== SUPPLIED DATA

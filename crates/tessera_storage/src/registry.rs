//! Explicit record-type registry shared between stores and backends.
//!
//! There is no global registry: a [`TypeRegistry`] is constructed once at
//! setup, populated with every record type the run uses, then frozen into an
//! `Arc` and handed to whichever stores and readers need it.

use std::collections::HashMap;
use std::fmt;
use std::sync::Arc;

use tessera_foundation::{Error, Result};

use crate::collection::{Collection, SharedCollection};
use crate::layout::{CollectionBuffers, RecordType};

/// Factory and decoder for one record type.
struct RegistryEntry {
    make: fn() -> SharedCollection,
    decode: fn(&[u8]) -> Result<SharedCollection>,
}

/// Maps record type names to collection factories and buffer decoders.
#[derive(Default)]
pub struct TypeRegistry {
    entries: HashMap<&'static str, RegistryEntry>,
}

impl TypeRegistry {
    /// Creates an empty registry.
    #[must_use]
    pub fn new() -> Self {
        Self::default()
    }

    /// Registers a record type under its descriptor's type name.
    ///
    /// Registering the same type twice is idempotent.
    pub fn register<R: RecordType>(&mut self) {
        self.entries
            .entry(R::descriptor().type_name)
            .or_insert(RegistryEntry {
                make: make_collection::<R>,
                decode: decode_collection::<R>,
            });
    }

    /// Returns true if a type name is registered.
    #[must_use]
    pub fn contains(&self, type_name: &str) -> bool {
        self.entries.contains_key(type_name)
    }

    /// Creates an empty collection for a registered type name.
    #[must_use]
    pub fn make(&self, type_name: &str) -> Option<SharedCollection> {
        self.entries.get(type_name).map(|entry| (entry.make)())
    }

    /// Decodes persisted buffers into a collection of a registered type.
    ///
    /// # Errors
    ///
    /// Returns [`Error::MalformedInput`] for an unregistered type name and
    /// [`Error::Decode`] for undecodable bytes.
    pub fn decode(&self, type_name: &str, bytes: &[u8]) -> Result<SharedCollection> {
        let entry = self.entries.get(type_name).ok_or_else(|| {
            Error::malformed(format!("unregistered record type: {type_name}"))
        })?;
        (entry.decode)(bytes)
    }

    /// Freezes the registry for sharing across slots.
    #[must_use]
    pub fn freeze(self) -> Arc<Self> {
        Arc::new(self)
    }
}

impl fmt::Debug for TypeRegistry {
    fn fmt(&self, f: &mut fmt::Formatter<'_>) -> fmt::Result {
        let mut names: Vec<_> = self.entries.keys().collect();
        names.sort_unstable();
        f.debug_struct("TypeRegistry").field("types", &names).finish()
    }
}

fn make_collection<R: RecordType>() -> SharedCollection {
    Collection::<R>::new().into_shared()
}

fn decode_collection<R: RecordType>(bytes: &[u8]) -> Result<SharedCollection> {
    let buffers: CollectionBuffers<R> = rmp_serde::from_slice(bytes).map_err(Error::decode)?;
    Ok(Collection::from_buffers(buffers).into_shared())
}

====
== SUPPLIED DATA

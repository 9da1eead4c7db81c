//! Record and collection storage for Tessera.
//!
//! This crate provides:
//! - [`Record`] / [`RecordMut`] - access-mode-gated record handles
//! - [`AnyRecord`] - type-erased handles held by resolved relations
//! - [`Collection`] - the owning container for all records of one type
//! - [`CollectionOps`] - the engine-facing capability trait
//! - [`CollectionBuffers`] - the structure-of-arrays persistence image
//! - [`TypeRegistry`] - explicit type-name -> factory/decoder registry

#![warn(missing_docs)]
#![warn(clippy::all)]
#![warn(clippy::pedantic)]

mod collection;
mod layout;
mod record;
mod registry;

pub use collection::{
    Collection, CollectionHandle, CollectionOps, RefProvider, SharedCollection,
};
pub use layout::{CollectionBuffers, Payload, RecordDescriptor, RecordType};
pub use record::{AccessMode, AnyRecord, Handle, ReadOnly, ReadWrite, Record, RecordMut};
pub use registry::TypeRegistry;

====
== SUPPLIED DATA

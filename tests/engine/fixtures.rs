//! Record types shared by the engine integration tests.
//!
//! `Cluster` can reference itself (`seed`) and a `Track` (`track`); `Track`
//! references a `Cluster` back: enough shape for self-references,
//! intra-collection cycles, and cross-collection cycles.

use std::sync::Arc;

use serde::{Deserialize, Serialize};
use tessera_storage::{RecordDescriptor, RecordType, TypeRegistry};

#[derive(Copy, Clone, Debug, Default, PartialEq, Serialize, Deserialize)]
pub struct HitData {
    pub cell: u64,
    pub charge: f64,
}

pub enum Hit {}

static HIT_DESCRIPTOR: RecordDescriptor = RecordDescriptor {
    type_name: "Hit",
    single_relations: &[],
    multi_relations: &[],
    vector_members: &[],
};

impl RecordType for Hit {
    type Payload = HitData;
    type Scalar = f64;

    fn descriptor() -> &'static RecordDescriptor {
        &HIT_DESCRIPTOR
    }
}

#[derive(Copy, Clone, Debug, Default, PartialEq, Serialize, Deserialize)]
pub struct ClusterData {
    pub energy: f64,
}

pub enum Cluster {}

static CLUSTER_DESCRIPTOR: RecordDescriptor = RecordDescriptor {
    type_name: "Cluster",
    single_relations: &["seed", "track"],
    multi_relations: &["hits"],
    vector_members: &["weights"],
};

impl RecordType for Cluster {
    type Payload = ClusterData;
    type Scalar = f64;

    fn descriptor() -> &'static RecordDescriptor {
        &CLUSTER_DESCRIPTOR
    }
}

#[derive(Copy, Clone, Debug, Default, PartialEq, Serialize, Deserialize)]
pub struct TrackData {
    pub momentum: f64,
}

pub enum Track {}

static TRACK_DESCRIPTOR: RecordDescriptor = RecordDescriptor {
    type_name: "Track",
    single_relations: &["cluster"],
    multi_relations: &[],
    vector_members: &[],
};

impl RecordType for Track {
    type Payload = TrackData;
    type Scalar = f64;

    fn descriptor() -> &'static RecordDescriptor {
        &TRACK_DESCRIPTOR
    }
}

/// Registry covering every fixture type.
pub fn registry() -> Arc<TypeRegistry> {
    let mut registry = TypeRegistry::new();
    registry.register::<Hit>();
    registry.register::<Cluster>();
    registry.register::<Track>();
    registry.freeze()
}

====

● ASSIGNED TASK:
Working from the records above, write out verbatim only the lines from the line containing "let entry = self.entries.get(type_name).ok_or_else(||" through the line containing "fn decode_collection<R: RecordType>(bytes: &[u8])".

● RESPONSE:
        let entry = self.entries.get(type_name).ok_or_else(|| {
            Error::malformed(format!("unregistered record type: {type_name}"))
        })?;
        (entry.decode)(bytes)
    }

    /// Freezes the registry for sharing across slots.
    #[must_use]
    pub fn freeze(self) -> Arc<Self> {
        Arc::new(self)
    }
}

impl fmt::Debug for TypeRegistry {
    fn fmt(&self, f: &mut fmt::Formatter<'_>) -> fmt::Result {
        let mut names: Vec<_> = self.entries.keys().collect();
        names.sort_unstable();
        f.debug_struct("TypeRegistry").field("types", &names).finish()
    }
}

fn make_collection<R: RecordType>() -> SharedCollection {
    Collection::<R>::new().into_shared()
}

fn decode_collection<R: RecordType>(bytes: &[u8]) -> Result<SharedCollection> {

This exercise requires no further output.